# PROVIDED DATA:
☆ ☆ ☆ ☆ ☆ ☆ ☆

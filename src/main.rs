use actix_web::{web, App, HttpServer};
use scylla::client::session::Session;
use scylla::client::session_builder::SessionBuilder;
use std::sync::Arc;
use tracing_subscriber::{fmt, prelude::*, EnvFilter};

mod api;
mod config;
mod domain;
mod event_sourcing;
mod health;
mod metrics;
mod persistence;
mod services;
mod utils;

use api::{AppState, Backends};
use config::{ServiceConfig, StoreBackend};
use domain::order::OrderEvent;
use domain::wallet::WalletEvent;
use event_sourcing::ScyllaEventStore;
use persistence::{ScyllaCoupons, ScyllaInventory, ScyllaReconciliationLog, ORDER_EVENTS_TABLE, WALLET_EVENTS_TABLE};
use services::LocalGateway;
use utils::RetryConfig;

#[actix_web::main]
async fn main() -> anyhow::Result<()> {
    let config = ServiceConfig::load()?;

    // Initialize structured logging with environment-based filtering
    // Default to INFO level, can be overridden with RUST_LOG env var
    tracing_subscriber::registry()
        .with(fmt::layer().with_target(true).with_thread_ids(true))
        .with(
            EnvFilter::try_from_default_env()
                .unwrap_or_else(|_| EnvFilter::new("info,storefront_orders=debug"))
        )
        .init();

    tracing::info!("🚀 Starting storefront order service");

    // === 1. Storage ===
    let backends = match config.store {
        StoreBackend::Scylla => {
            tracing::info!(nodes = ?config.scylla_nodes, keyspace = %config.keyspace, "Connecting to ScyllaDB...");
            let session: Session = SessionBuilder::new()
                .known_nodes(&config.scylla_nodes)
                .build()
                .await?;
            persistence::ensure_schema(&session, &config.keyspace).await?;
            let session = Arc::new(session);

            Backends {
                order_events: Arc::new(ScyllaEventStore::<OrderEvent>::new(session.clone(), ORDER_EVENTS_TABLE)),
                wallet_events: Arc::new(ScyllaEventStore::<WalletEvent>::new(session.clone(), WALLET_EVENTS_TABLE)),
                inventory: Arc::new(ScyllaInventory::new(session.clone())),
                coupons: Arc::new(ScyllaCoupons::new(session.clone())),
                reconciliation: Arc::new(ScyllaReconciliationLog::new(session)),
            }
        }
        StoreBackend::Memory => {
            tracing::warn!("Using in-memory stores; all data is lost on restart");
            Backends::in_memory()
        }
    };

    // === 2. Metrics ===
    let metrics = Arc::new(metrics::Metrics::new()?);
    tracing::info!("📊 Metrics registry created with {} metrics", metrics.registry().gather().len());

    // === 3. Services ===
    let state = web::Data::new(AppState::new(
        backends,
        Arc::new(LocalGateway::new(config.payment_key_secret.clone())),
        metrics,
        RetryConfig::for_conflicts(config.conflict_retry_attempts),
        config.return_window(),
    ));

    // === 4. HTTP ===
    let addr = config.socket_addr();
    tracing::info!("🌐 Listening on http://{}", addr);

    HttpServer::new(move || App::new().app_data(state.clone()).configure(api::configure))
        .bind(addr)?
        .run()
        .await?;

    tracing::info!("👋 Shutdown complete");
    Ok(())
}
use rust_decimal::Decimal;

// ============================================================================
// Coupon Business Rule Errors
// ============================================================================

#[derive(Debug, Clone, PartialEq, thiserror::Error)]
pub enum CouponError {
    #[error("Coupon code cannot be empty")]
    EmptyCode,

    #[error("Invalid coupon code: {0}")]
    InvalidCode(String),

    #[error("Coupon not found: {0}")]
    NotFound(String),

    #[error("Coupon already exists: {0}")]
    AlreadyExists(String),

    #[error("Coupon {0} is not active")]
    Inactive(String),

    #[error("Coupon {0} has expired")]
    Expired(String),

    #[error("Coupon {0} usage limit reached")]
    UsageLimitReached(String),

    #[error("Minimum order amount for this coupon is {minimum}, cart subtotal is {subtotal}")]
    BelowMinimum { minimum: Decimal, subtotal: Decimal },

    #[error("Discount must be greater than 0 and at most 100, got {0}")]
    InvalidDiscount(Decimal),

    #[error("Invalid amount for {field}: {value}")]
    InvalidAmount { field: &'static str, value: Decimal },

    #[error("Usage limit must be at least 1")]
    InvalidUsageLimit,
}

☆ ☆ ☆ ☆ ☆ ☆ ☆

# TASK OBJECTIVE:
Show every line in the listing above that carries the word "value".

# ANSWER BOX:
    #[error("Invalid amount for {field}: {value}")]
    InvalidAmount { field: &'static str, value: Decimal },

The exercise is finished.